TASK ITEM: The number of lines containing the word "serde" is all you should give; count them in the records below.

Collected data entries:
============
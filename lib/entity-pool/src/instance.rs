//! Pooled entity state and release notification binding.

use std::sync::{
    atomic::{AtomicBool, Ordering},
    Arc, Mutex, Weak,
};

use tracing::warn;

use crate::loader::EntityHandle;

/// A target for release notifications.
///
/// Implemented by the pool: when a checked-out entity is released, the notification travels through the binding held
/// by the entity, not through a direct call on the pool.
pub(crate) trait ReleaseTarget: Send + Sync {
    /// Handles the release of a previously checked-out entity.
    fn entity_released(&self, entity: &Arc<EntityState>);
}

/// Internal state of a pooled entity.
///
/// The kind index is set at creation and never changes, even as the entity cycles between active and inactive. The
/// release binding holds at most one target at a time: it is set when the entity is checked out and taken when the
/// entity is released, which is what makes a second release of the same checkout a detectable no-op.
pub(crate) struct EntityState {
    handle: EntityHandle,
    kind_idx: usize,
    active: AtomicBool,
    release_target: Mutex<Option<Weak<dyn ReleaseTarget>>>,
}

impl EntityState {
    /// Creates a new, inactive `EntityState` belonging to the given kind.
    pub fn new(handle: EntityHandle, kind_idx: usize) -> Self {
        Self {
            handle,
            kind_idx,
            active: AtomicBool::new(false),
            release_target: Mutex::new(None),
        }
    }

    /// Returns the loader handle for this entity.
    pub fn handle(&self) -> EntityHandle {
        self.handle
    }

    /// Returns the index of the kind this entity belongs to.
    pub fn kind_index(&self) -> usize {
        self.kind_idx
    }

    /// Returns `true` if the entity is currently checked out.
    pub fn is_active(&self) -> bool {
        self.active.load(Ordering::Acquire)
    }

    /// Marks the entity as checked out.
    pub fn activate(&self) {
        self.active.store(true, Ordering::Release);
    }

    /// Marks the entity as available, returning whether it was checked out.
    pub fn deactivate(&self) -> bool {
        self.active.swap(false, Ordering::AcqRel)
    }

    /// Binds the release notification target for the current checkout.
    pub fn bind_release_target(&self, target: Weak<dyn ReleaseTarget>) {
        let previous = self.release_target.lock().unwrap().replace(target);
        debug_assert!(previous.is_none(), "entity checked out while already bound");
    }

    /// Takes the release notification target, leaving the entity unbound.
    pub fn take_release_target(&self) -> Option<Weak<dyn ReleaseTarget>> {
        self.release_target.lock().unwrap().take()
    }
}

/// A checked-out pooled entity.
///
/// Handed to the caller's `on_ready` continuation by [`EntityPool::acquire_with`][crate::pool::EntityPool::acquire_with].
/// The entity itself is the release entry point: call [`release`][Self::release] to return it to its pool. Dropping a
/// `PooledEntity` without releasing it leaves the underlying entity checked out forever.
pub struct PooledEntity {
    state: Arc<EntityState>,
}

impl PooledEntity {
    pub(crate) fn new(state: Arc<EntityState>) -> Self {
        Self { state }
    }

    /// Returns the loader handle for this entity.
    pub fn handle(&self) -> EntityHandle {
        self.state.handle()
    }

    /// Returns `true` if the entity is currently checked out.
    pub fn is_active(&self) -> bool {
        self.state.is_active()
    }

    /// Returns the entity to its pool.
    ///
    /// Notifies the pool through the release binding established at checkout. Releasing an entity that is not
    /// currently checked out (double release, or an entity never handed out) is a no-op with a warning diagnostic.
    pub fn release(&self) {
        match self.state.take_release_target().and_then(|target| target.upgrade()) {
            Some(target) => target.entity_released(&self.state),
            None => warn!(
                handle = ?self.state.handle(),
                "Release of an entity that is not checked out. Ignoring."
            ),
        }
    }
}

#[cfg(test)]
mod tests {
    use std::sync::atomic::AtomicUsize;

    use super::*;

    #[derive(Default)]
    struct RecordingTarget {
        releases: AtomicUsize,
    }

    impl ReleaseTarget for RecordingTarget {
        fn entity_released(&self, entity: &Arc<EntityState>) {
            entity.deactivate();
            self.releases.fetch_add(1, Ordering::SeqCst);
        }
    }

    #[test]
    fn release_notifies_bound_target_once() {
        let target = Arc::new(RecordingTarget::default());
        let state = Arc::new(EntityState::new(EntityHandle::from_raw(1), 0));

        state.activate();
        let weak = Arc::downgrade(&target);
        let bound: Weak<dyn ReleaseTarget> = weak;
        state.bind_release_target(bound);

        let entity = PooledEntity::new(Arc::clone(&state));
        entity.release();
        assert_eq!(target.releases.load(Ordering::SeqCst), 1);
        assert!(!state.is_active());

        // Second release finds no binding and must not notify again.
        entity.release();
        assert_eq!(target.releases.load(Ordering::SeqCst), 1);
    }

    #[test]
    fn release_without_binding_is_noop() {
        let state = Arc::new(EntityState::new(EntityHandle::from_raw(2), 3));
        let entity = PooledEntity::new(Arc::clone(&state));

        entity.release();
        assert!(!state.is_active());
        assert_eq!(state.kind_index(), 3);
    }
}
============
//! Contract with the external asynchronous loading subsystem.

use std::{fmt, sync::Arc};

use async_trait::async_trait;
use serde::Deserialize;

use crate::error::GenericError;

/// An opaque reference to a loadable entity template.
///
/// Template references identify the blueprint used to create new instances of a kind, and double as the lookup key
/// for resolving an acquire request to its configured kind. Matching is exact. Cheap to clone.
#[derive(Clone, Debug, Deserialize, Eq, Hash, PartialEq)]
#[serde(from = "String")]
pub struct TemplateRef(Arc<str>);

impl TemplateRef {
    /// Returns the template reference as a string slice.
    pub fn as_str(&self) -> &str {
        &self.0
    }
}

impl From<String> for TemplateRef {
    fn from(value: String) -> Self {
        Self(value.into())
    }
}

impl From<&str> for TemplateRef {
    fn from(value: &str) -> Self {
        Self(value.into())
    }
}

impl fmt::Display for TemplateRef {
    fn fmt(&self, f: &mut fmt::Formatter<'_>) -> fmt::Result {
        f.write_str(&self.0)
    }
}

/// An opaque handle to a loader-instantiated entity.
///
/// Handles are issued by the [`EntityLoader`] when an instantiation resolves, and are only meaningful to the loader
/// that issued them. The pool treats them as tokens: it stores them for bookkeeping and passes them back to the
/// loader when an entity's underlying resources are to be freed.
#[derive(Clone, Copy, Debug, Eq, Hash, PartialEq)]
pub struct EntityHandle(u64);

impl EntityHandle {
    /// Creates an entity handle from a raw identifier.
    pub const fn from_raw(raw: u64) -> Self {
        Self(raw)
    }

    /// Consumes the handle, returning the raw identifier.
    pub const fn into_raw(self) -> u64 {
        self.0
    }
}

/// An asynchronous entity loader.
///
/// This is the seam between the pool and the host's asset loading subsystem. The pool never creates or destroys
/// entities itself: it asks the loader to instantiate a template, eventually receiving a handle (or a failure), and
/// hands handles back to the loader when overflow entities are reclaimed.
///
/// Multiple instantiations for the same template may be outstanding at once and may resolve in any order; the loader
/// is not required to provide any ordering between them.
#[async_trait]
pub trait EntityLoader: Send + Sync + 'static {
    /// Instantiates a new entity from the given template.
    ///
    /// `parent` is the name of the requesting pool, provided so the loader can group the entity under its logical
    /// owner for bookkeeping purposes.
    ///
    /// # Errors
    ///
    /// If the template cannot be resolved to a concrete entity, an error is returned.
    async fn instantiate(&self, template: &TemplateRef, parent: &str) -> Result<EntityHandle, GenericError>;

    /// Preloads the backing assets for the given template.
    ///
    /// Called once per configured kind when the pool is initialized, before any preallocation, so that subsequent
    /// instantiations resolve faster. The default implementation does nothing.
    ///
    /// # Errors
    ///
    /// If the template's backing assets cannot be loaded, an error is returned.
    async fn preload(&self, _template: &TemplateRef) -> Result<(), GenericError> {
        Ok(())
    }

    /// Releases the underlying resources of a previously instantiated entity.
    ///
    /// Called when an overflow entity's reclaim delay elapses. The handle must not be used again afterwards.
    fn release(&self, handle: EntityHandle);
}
============
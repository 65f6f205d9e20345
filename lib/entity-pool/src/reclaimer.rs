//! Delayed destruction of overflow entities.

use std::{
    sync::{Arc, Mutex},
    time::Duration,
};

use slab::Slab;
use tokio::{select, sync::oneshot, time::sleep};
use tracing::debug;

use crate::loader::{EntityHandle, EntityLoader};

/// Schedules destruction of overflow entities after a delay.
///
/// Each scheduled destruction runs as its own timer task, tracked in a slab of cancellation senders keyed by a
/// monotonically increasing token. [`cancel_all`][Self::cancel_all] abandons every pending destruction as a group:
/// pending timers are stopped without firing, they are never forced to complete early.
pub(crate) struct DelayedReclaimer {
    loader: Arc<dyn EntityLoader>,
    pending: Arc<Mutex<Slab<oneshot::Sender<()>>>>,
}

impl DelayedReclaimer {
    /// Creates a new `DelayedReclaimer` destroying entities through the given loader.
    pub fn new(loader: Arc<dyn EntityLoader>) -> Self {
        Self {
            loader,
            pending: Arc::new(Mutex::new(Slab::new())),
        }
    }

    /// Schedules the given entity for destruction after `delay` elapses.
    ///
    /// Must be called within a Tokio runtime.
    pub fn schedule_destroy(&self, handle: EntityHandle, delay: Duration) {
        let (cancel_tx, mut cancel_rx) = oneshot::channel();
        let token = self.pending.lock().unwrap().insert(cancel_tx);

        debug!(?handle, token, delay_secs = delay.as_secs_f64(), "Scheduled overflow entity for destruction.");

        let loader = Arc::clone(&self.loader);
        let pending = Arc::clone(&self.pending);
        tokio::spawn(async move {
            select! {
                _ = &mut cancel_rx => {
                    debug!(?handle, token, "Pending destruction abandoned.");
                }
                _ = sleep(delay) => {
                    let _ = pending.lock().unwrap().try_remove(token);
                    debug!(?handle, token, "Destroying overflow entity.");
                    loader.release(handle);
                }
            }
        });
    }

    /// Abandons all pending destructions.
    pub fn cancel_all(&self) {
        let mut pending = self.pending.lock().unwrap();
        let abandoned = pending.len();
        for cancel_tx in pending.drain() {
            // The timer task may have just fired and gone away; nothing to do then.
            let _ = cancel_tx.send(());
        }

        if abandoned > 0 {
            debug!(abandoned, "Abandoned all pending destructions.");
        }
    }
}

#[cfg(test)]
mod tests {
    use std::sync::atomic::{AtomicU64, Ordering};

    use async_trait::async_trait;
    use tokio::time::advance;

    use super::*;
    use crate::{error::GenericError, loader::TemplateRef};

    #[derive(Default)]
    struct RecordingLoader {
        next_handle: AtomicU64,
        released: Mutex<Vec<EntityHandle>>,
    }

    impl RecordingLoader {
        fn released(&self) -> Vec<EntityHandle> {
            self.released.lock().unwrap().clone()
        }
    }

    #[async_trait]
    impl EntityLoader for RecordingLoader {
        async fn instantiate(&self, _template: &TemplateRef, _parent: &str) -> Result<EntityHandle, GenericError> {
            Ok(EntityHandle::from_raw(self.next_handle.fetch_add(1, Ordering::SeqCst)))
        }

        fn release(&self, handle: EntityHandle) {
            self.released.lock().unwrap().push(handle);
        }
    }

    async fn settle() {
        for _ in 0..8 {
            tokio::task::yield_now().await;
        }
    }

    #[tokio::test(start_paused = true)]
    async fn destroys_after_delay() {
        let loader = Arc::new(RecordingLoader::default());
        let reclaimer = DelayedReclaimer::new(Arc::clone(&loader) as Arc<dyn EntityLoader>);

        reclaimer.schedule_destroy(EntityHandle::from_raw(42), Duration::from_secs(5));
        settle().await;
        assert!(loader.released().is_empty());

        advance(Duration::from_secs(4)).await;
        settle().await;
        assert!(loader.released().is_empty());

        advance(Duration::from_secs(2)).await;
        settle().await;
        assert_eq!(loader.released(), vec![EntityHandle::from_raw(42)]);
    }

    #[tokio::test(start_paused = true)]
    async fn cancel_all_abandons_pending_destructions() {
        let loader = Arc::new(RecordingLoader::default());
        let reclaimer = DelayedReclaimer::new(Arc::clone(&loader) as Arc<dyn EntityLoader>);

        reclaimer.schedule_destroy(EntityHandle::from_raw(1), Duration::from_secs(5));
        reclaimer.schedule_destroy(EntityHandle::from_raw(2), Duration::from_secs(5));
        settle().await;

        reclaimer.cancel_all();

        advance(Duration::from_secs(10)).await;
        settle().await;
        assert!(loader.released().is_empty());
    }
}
============
RESPONSE AREA: 2